EXERCISE DATA section start

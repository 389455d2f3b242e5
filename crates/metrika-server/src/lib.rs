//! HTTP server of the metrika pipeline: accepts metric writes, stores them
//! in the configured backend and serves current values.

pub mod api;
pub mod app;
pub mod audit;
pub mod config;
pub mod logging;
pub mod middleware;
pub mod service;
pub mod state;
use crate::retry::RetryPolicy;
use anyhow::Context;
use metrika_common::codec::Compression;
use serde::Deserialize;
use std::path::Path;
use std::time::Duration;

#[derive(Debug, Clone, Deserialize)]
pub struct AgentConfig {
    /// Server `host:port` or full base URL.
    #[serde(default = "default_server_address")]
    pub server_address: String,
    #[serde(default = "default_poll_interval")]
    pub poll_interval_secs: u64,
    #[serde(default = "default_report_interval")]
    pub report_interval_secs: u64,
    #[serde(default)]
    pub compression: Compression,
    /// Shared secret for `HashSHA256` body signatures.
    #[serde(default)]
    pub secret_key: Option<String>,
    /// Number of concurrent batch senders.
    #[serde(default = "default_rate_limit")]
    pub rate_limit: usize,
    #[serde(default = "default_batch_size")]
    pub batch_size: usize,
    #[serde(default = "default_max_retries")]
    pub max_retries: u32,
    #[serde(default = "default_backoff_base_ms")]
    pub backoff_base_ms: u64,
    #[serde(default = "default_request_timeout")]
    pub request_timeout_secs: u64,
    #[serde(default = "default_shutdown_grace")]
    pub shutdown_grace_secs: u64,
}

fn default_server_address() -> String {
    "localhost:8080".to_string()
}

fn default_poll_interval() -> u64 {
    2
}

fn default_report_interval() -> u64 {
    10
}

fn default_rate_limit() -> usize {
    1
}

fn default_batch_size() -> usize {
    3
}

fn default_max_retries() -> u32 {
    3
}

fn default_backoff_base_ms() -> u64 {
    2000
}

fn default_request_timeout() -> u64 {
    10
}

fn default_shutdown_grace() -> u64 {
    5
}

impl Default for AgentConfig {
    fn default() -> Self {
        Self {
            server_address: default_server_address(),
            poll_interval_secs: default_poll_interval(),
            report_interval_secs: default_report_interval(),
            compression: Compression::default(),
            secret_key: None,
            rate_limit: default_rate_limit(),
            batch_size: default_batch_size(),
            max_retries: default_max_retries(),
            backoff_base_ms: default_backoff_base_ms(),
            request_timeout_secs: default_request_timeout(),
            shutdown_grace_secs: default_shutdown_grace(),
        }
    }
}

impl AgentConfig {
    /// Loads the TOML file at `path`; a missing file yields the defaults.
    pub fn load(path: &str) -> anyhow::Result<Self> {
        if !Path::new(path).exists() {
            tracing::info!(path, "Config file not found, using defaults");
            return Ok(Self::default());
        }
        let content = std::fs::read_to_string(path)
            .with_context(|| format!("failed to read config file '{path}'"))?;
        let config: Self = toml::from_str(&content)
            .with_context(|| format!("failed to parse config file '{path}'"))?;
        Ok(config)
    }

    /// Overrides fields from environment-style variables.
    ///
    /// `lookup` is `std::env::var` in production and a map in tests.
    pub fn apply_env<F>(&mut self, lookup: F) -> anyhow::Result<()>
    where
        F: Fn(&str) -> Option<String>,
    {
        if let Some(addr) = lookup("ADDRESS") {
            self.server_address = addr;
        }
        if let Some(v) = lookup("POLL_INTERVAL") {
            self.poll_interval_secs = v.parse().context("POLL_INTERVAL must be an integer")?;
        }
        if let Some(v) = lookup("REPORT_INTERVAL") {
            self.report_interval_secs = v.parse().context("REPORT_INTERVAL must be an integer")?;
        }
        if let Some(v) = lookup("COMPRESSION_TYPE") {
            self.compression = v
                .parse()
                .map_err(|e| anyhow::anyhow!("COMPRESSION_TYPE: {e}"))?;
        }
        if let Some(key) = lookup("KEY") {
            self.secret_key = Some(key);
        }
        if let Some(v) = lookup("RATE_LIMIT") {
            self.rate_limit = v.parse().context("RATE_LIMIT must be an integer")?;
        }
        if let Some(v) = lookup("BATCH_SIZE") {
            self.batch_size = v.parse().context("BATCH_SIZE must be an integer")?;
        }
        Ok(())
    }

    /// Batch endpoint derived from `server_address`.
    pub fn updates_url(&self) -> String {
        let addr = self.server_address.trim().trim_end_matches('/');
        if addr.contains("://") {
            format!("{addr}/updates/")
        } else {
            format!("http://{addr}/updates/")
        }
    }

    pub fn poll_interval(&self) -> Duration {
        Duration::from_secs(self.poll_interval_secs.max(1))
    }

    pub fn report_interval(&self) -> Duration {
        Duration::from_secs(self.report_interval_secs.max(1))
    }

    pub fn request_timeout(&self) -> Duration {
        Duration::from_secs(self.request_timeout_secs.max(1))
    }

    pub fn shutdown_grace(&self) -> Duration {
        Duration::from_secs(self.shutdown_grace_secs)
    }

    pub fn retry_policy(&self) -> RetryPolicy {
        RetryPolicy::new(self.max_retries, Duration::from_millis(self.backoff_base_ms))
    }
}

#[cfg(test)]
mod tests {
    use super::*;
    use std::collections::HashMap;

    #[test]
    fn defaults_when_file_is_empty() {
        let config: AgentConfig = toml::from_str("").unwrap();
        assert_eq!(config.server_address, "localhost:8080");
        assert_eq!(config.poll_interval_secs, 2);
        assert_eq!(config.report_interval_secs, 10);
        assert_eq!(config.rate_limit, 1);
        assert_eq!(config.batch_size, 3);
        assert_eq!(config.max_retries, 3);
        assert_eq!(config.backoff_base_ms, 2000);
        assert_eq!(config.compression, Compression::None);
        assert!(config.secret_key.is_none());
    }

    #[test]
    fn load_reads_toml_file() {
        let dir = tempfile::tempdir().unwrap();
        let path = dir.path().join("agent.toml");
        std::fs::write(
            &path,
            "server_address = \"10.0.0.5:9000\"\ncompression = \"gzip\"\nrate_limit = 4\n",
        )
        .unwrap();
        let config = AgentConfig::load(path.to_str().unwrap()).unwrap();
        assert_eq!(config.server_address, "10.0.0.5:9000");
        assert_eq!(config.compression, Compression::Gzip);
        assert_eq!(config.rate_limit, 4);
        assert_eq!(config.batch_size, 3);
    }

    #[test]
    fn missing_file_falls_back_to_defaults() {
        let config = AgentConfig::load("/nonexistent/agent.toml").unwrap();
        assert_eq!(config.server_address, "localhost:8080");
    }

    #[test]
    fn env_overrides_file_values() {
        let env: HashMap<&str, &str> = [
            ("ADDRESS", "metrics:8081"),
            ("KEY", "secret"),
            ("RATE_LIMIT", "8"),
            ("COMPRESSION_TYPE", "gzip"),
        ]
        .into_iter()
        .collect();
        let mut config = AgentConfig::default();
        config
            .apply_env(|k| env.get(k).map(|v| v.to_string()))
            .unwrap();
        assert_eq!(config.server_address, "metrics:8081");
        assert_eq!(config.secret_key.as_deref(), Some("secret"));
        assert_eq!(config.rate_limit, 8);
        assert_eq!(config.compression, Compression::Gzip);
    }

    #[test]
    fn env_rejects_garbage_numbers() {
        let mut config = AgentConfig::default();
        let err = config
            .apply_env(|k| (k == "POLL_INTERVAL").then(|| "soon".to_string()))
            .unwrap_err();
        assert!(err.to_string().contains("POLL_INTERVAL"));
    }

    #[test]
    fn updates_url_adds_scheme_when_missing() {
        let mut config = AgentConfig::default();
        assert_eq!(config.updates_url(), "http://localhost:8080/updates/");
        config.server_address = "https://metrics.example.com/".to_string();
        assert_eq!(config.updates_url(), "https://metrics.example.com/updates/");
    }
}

EXERCISE DATA section end
EXERCISE DATA section start

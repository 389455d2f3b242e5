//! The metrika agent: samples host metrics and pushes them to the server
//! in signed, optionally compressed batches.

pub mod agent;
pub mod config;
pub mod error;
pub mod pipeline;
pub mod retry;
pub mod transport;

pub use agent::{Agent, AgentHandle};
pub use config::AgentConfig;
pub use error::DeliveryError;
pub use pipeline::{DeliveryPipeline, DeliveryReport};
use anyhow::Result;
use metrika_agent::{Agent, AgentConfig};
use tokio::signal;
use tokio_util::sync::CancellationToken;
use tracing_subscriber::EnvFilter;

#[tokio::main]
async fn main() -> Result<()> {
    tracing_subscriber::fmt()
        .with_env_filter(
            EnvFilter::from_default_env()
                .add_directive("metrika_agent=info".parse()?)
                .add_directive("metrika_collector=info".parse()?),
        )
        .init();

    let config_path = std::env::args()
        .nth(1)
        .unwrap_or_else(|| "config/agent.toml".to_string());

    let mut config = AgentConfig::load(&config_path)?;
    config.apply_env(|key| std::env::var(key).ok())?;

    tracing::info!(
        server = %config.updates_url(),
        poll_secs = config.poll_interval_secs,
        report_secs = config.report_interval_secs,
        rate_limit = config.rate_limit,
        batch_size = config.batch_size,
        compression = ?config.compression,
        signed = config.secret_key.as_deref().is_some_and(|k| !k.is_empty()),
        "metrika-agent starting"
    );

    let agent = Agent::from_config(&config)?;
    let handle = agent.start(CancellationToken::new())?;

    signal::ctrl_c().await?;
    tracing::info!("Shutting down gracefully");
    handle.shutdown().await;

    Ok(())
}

EXERCISE DATA section end

* REQUIREMENT: Every line above with the string "https" in it should be copied into the answer.

* YOUR RESPONSE:
        config.server_address = "https://metrics.example.com/".to_string();
        assert_eq!(config.updates_url(), "https://metrics.example.com/updates/");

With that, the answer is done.